Task instructions: Here are the records. Write out exactly the lines between the one holding "pub fn sleep_duration_minutes(age_in_days: Option<i64>)" and the one holding "pub fn env_filter(config: &ObservabilityConfig)", inclusive.

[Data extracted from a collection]
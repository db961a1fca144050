//! Error types for the Ghost Admin API client.

use reqwest::StatusCode;
use serde::Deserialize;
use thiserror::Error;

/// Maximum number of characters of a raw upstream body kept in an error.
const MAX_BODY_EXCERPT: usize = 512;

/// Error envelope returned by the Ghost Admin API.
///
/// Ghost reports failures as `{"errors": [{"message": "...", ...}]}`.
#[derive(Debug, Deserialize)]
pub struct ErrorResponse {
    /// One entry per reported problem.
    pub errors: Vec<ErrorDetail>,
}

/// A single entry of a Ghost error envelope.
#[derive(Debug, Deserialize)]
pub struct ErrorDetail {
    /// Human readable message.
    pub message: String,
    /// Ghost's error class, e.g. `NotFoundError`.
    #[serde(default, rename = "type")]
    pub kind: Option<String>,
    /// Additional context, when Ghost provides it.
    #[serde(default)]
    pub context: Option<String>,
}

impl ErrorResponse {
    /// Joins all messages (and their context) into one line.
    #[must_use]
    pub fn summary(&self) -> String {
        self.errors
            .iter()
            .map(|e| match &e.context {
                Some(context) if !context.is_empty() => format!("{} ({context})", e.message),
                _ => e.message.clone(),
            })
            .collect::<Vec<_>>()
            .join("; ")
    }
}

/// Errors that can occur while talking to the Ghost Admin API.
///
/// Configuration problems are raised when a [`crate::GhostClient`] or
/// [`crate::TokenSigner`] is built; everything else is raised per request.
#[derive(Debug, Error)]
#[non_exhaustive]
pub enum GhostError {
    /// Malformed admin key, missing or invalid base URL.
    #[error("Configuration error: {0}")]
    Configuration(String),

    /// The endpoint cannot be mapped below the Admin API prefix.
    #[error("Invalid endpoint '{endpoint}': {reason}")]
    InvalidEndpoint {
        /// Endpoint as supplied by the caller.
        endpoint: String,
        /// Why it was rejected.
        reason: String,
    },

    /// Token signing failed.
    #[error("Signing error: {0}")]
    Signing(#[from] jsonwebtoken::errors::Error),

    /// Network, DNS, TLS or timeout failure. No status code is available.
    #[error("Failed to reach the Ghost Admin API: {0}")]
    Transport(#[from] reqwest::Error),

    /// The Admin API answered with a non-success status.
    #[error("Ghost API returned {status}: {message}")]
    Upstream {
        /// Upstream HTTP status.
        status: StatusCode,
        /// Messages from Ghost's error envelope, or a raw body excerpt.
        message: String,
        /// Decoded error body, if it was JSON.
        body: Option<serde_json::Value>,
    },

    /// A success status with a body that is not valid JSON.
    #[error("Failed to decode Ghost API response: {0}")]
    Decode(#[source] serde_json::Error),

    /// The request payload could not be encoded.
    #[error("Failed to encode request body: {0}")]
    Serialization(#[source] serde_json::Error),
}

impl GhostError {
    /// Builds an [`GhostError::Upstream`] from a status and the raw response text.
    #[must_use]
    pub fn upstream(status: StatusCode, text: &str) -> Self {
        let body = serde_json::from_str::<serde_json::Value>(text).ok();

        let message = match serde_json::from_str::<ErrorResponse>(text) {
            Ok(parsed) if !parsed.errors.is_empty() => parsed.summary(),
            _ if text.trim().is_empty() => status
                .canonical_reason()
                .unwrap_or("no response body")
                .to_string(),
            _ => excerpt(text),
        };

        Self::Upstream {
            status,
            message,
            body,
        }
    }

    /// Upstream status code, if the Admin API answered at all.
    #[must_use]
    pub const fn status(&self) -> Option<StatusCode> {
        match self {
            Self::Upstream { status, .. } => Some(*status),
            _ => None,
        }
    }

    /// Check if the upstream resource was not found (HTTP 404).
    #[must_use]
    pub fn is_not_found(&self) -> bool {
        self.status() == Some(StatusCode::NOT_FOUND)
    }

    /// Check if the Admin API rejected the request itself (4xx).
    #[must_use]
    pub fn is_client_error(&self) -> bool {
        self.status().is_some_and(|s| s.is_client_error())
    }

    /// Check if the Admin API failed on its side (5xx).
    #[must_use]
    pub fn is_server_error(&self) -> bool {
        self.status().is_some_and(|s| s.is_server_error())
    }

    /// Check if this is a configuration error.
    #[must_use]
    pub const fn is_configuration_error(&self) -> bool {
        matches!(self, Self::Configuration(_))
    }
}

fn excerpt(text: &str) -> String {
    let trimmed = text.trim();
    if trimmed.chars().count() <= MAX_BODY_EXCERPT {
        return trimmed.to_string();
    }
    let mut cut: String = trimmed.chars().take(MAX_BODY_EXCERPT).collect();
    cut.push_str("...");
    cut
}
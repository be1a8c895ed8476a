//! Inter-event gaps and the confidence-weighted interval.

use chrono::{DateTime, Duration, Utc};
use nugget_core::constants::SECONDS_PER_HOUR;
use nugget_core::models::{ConfidenceLevel, TierWeights};

/// Gaps between consecutive events, in hours.
///
/// `desc_times` must be newest first; it is not re-sorted. The output is
/// oldest first, and its first element is always `None`.
pub fn calculate_intervals(desc_times: &[DateTime<Utc>]) -> Vec<Option<f64>> {
    let ascending: Vec<&DateTime<Utc>> = desc_times.iter().rev().collect();
    ascending
        .iter()
        .enumerate()
        .map(|(i, time)| {
            if i == 0 {
                None
            } else {
                Some(hours_between(*ascending[i - 1], **time))
            }
        })
        .collect()
}

fn hours_between(earlier: DateTime<Utc>, later: DateTime<Utc>) -> f64 {
    (later - earlier).num_milliseconds() as f64 / 1000.0 / SECONDS_PER_HOUR
}

/// A gap counts toward the average only inside `(0, max_valid_gap_hours)`.
/// Zero or negative gaps are duplicates or clock skew; long gaps are absences.
pub fn is_valid_interval(hours: f64, max_valid_gap_hours: f64) -> bool {
    hours > 0.0 && hours < max_valid_gap_hours
}

/// Gap statistics over one activity window.
#[derive(Debug, Clone, PartialEq)]
pub struct IntervalStats {
    /// Every gap, oldest first, led by `None`.
    pub gaps: Vec<Option<f64>>,
    /// Gaps that passed [`is_valid_interval`], oldest first.
    pub valid_gaps: Vec<f64>,
    pub average_interval: Option<f64>,
    /// The newest gap, when it is valid.
    pub last_interval: Option<f64>,
}

impl IntervalStats {
    pub fn from_times(desc_times: &[DateTime<Utc>], max_valid_gap_hours: f64) -> Self {
        let gaps = calculate_intervals(desc_times);
        let valid_gaps: Vec<f64> = gaps
            .iter()
            .flatten()
            .copied()
            .filter(|h| is_valid_interval(*h, max_valid_gap_hours))
            .collect();

        let average_interval = if valid_gaps.is_empty() {
            None
        } else {
            Some(valid_gaps.iter().sum::<f64>() / valid_gaps.len() as f64)
        };

        let last_interval = gaps
            .last()
            .copied()
            .flatten()
            .filter(|h| is_valid_interval(*h, max_valid_gap_hours));

        Self {
            gaps,
            valid_gaps,
            average_interval,
            last_interval,
        }
    }

    pub fn sample_count(&self) -> usize {
        self.valid_gaps.len()
    }

    pub fn confidence(&self) -> ConfidenceLevel {
        ConfidenceLevel::from_sample_count(self.sample_count())
    }
}

/// Tier-weighted interval in hours, plus the weights used.
///
/// A missing recent average or last interval falls back to the age-based value.
pub fn predicted_interval(age_based_interval: f64, stats: &IntervalStats) -> (f64, TierWeights) {
    let weights = stats.confidence().weights();
    let recent = stats.average_interval.unwrap_or(age_based_interval);
    let last = stats.last_interval.unwrap_or(age_based_interval);
    let interval = age_based_interval * weights.age_based
        + recent * weights.recent_average
        + last * weights.last_interval;
    (interval, weights)
}

/// `anchor + interval`, at whole-minute granularity in UTC.
///
/// Saturates at the latest representable instant instead of overflowing.
pub fn next_event_time(anchor: DateTime<Utc>, interval_hours: f64) -> DateTime<Utc> {
    let minutes = (interval_hours * 60.0).round() as i64;
    Duration::try_minutes(minutes)
        .and_then(|delta| anchor.checked_add_signed(delta))
        .unwrap_or(DateTime::<Utc>::MAX_UTC)
}
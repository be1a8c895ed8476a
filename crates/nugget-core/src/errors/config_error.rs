/// Configuration loading and validation errors.
#[derive(Debug, thiserror::Error)]
pub enum ConfigError {
    #[error("config file not found: {path}")]
    FileNotFound { path: String },

    #[error("failed to parse config {path}: {message}")]
    ParseError { path: String, message: String },

    #[error("invalid value for {field}: {message}")]
    ValidationFailed { field: String, message: String },
}
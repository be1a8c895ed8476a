//! Age-bucketed defaults.
//!
//! Every table is a step function over age in days. A missing age maps to
//! the "established" tier of each table rather than being interpolated.
//! Values are domain heuristics; do not assume monotonicity across buckets.

use nugget_core::models::PredictedActivity;
use serde::{Deserialize, Serialize};
use ts_rs::TS;

/// Typical `{low, medium, high}` values for one age bucket.
#[derive(Debug, Clone, Copy, PartialEq, Serialize, Deserialize, TS)]
#[ts(export)]
pub struct TypicalRange {
    pub low: f64,
    pub medium: f64,
    pub high: f64,
}

impl TypicalRange {
    pub const fn new(low: f64, medium: f64, high: f64) -> Self {
        Self { low, medium, high }
    }
}

/// Step table: `steps` holds `(max_age_inclusive, value)` in ascending order,
/// `beyond` covers every older age, `established` covers a missing age.
struct StepTable<T: 'static> {
    steps: &'static [(i64, T)],
    beyond: T,
    established: T,
}

impl<T: Copy> StepTable<T> {
    fn lookup(&self, age_in_days: Option<i64>) -> T {
        let Some(age) = age_in_days else {
            return self.established;
        };
        self.steps
            .iter()
            .find(|(max_age, _)| age <= *max_age)
            .map(|(_, value)| *value)
            .unwrap_or(self.beyond)
    }
}

// --- Intervals (hours) ---

const FEEDING_INTERVAL: StepTable<f64> = StepTable {
    steps: &[(7, 2.5), (30, 3.0), (90, 3.5), (180, 4.0)],
    beyond: 4.5,
    established: 3.5,
};

const PUMPING_INTERVAL: StepTable<f64> = StepTable {
    steps: &[(7, 2.5), (30, 3.0), (90, 3.5), (180, 4.0)],
    beyond: 5.0,
    established: 3.5,
};

const SLEEP_INTERVAL: StepTable<f64> = StepTable {
    steps: &[(30, 2.0), (90, 2.5), (180, 3.0), (365, 4.0)],
    beyond: 6.0,
    established: 3.0,
};

// --- Amounts (ml) ---

const BOTTLE_AMOUNT: StepTable<TypicalRange> = StepTable {
    steps: &[
        (2, TypicalRange::new(5.0, 10.0, 15.0)),
        (6, TypicalRange::new(20.0, 30.0, 45.0)),
        (13, TypicalRange::new(45.0, 60.0, 75.0)),
        (30, TypicalRange::new(60.0, 75.0, 90.0)),
        (60, TypicalRange::new(90.0, 105.0, 120.0)),
        (180, TypicalRange::new(120.0, 150.0, 180.0)),
    ],
    beyond: TypicalRange::new(180.0, 210.0, 240.0),
    established: TypicalRange::new(90.0, 105.0, 120.0),
};

const PUMPING_AMOUNT: StepTable<TypicalRange> = StepTable {
    steps: &[
        (3, TypicalRange::new(5.0, 10.0, 20.0)),
        (14, TypicalRange::new(30.0, 60.0, 90.0)),
        (42, TypicalRange::new(60.0, 90.0, 120.0)),
    ],
    beyond: TypicalRange::new(90.0, 120.0, 150.0),
    established: TypicalRange::new(60.0, 90.0, 120.0),
};

// --- Durations (minutes) ---

const NURSING_DURATION: StepTable<TypicalRange> = StepTable {
    steps: &[
        (30, TypicalRange::new(15.0, 20.0, 30.0)),
        (90, TypicalRange::new(10.0, 15.0, 20.0)),
    ],
    beyond: TypicalRange::new(5.0, 10.0, 15.0),
    established: TypicalRange::new(10.0, 15.0, 20.0),
};

const PUMPING_DURATION: StepTable<TypicalRange> = StepTable {
    steps: &[(14, TypicalRange::new(10.0, 15.0, 20.0))],
    beyond: TypicalRange::new(15.0, 20.0, 25.0),
    established: TypicalRange::new(15.0, 20.0, 25.0),
};

const SLEEP_DURATION: StepTable<TypicalRange> = StepTable {
    steps: &[
        (30, TypicalRange::new(30.0, 60.0, 120.0)),
        (90, TypicalRange::new(45.0, 75.0, 120.0)),
        (180, TypicalRange::new(45.0, 90.0, 120.0)),
    ],
    beyond: TypicalRange::new(60.0, 90.0, 150.0),
    established: TypicalRange::new(45.0, 90.0, 120.0),
};

// --- Nursing milk transfer (ml per minute) ---

const NURSING_TRANSFER_RATE: StepTable<f64> = StepTable {
    steps: &[(3, 1.0), (14, 2.5), (60, 4.0)],
    beyond: 5.5,
    established: 4.0,
};

/// Expected hours between events of this kind.
pub fn interval_hours(activity: PredictedActivity, age_in_days: Option<i64>) -> f64 {
    match activity {
        PredictedActivity::Feeding => FEEDING_INTERVAL.lookup(age_in_days),
        PredictedActivity::Pumping => PUMPING_INTERVAL.lookup(age_in_days),
        PredictedActivity::Sleep => SLEEP_INTERVAL.lookup(age_in_days),
    }
}

pub fn bottle_amount_ml(age_in_days: Option<i64>) -> TypicalRange {
    BOTTLE_AMOUNT.lookup(age_in_days)
}

pub fn pumping_amount_ml(age_in_days: Option<i64>) -> TypicalRange {
    PUMPING_AMOUNT.lookup(age_in_days)
}

pub fn nursing_duration_minutes(age_in_days: Option<i64>) -> TypicalRange {
    NURSING_DURATION.lookup(age_in_days)
}

pub fn pumping_duration_minutes(age_in_days: Option<i64>) -> TypicalRange {
    PUMPING_DURATION.lookup(age_in_days)
}

/// Typical nap length.
pub fn sleep_duration_minutes(age_in_days: Option<i64>) -> TypicalRange {
    SLEEP_DURATION.lookup(age_in_days)
}

pub fn nursing_transfer_rate(age_in_days: Option<i64>) -> f64 {
    NURSING_TRANSFER_RATE.lookup(age_in_days)
}

/// Estimated milk volume for a nursing session of `duration_minutes`.
///
/// Clamped to `[0, high bottle amount]` for the age, so long sessions
/// never suggest more than a large bottle.
pub fn estimate_nursing_volume(duration_minutes: f64, age_in_days: Option<i64>) -> f64 {
    let ceiling = bottle_amount_ml(age_in_days).high;
    (duration_minutes * nursing_transfer_rate(age_in_days)).clamp(0.0, ceiling)
}
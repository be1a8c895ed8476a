use nugget_core::config::ObservabilityConfig;
use nugget_core::tracing_setup::{env_filter, init_tracing};

#[test]
fn env_filter_falls_back_to_configured_level() {
    if std::env::var("NUGGET_LOG").is_ok() {
        return;
    }
    let config = ObservabilityConfig {
        log_level: "debug".to_string(),
        ..ObservabilityConfig::default()
    };
    assert_eq!(env_filter(&config).to_string(), "debug");
}

#[test]
fn init_tracing_twice_is_a_no_op() {
    let json = ObservabilityConfig {
        json_logs: true,
        ..ObservabilityConfig::default()
    };
    init_tracing(&json);
    init_tracing(&ObservabilityConfig::default());
    tracing::info!("still logging after repeated init");
}
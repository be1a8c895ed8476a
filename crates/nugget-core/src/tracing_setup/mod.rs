//! Tracing setup: structured logging for the prediction engine.

pub mod events;

use tracing_subscriber::EnvFilter;

use crate::config::ObservabilityConfig;
use crate::constants::VERSION;

/// Build the env filter: `NUGGET_LOG` wins, otherwise the configured level.
pub fn env_filter(config: &ObservabilityConfig) -> EnvFilter {
    EnvFilter::try_from_env("NUGGET_LOG").unwrap_or_else(|_| EnvFilter::new(&config.log_level))
}

/// Initialize the global subscriber.
///
/// Safe to call more than once; later calls are no-ops.
pub fn init_tracing(config: &ObservabilityConfig) {
    let filter = env_filter(config);
    let builder = tracing_subscriber::fmt()
        .with_env_filter(filter)
        .with_target(true);

    let result = if config.json_logs {
        builder.json().try_init()
    } else {
        builder.try_init()
    };

    if result.is_ok() {
        tracing::debug!(
            version = VERSION,
            log_level = %config.log_level,
            json = config.json_logs,
            "tracing initialized"
        );
    }
}
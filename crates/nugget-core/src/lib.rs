//! # nugget-core
//!
//! Foundation crate for the Nugget prediction engine.
//! Defines activity records, custom preferences, prediction output models,
//! traits, errors, config, unit helpers, and tracing setup.
//! Every other crate in the workspace depends on this.

pub mod activity;
pub mod boundary;
pub mod config;
pub mod constants;
pub mod errors;
pub mod models;
pub mod tracing_setup;
pub mod traits;
pub mod units;

// Re-export the most commonly used types at the crate root.
pub use activity::{ActivityDetails, ActivityRecord, ActivityType, CustomPreferences, NursingSide};
pub use config::NuggetConfig;
pub use errors::{NuggetError, NuggetResult};
pub use models::{
    BlendResult, CalculationDetails, ConfidenceLevel, PatternEntry, PredictedActivity,
    PredictionResult, TierWeights,
};
//! # nugget-prediction
//!
//! Next-event prediction for feeding, pumping, and sleep.
//!
//! Each prediction blends three sources:
//!
//! | Source | Origin |
//! |--------|--------|
//! | Age-based | Step tables keyed by baby age in days |
//! | Recent average | Mean of valid gaps (0–12 h) in the recent window |
//! | Last interval | The most recent gap, when valid |
//!
//! The blend weights depend on how many valid gaps exist (the confidence
//! tier). Suggested amounts and durations use a second blend over
//! custom preferences, recent observations, and age-based typical values.
//!
//! Every function here is pure: `now` is injected through
//! [`PredictionContext`](nugget_core::traits::PredictionContext).

pub mod blend;
pub mod display;
pub mod engine;
pub mod intervals;
pub mod predictors;
pub mod tables;

pub use blend::{blend, split_weights, BlendInput, BlendWeights};
pub use engine::{PredictionEngine, PredictionSummary};
pub use intervals::{calculate_intervals, IntervalStats};
pub use tables::TypicalRange;
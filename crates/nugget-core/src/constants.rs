/// Nugget engine version.
pub const VERSION: &str = env!("CARGO_PKG_VERSION");

/// Millilitres in one US fluid ounce.
pub const ML_PER_OZ: f64 = 29.5735;

/// Share of the non-custom weight given to the age-based source.
/// Not user-configurable.
pub const AGE_BASED_SHARE: f64 = 0.33;

/// Share of the non-custom weight given to the recent-average source.
pub const RECENT_SHARE: f64 = 0.67;

/// Valid-gap count at which confidence moves from low to medium.
pub const MEDIUM_CONFIDENCE_MIN_SAMPLES: usize = 1;

/// Valid-gap count at which confidence moves from medium to high.
pub const HIGH_CONFIDENCE_MIN_SAMPLES: usize = 3;

/// Seconds in one hour, used for gap conversion.
pub const SECONDS_PER_HOUR: f64 = 3600.0;
pub mod blend_result;
pub mod confidence;
pub mod pattern_entry;
pub mod prediction_result;

pub use blend_result::BlendResult;
pub use confidence::{ConfidenceLevel, TierWeights};
pub use pattern_entry::PatternEntry;
pub use prediction_result::{CalculationDetails, PredictedActivity, PredictionResult};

Response for this exercise:
pub fn sleep_duration_minutes(age_in_days: Option<i64>) -> TypicalRange {
    SLEEP_DURATION.lookup(age_in_days)
}

pub fn nursing_transfer_rate(age_in_days: Option<i64>) -> f64 {
    NURSING_TRANSFER_RATE.lookup(age_in_days)
}

/// Estimated milk volume for a nursing session of `duration_minutes`.
///
/// Clamped to `[0, high bottle amount]` for the age, so long sessions
/// never suggest more than a large bottle.
pub fn estimate_nursing_volume(duration_minutes: f64, age_in_days: Option<i64>) -> f64 {
    let ceiling = bottle_amount_ml(age_in_days).high;
    (duration_minutes * nursing_transfer_rate(age_in_days)).clamp(0.0, ceiling)
}
repository be1a8c895ed8476a
use nugget_core::config::ObservabilityConfig;
use nugget_core::tracing_setup::{env_filter, init_tracing};

#[test]
fn env_filter_falls_back_to_configured_level() {
    if std::env::var("NUGGET_LOG").is_ok() {
        return;
    }
    let config = ObservabilityConfig {
        log_level: "debug".to_string(),
        ..ObservabilityConfig::default()
    };
    assert_eq!(env_filter(&config).to_string(), "debug");
}

#[test]
fn init_tracing_twice_is_a_no_op() {
    let json = ObservabilityConfig {
        json_logs: true,
        ..ObservabilityConfig::default()
    };
    init_tracing(&json);
    init_tracing(&ObservabilityConfig::default());
    tracing::info!("still logging after repeated init");
}
repository be1a8c895ed8476a
filename crates/nugget-core/src/tracing_setup/mod.rs
//! Tracing setup: structured logging for the prediction engine.

pub mod events;

use tracing_subscriber::EnvFilter;

use crate::config::ObservabilityConfig;
use crate::constants::VERSION;

/// Build the env filter: `NUGGET_LOG` wins, otherwise the configured level.
pub fn env_filter(config: &ObservabilityConfig) -> EnvFilter {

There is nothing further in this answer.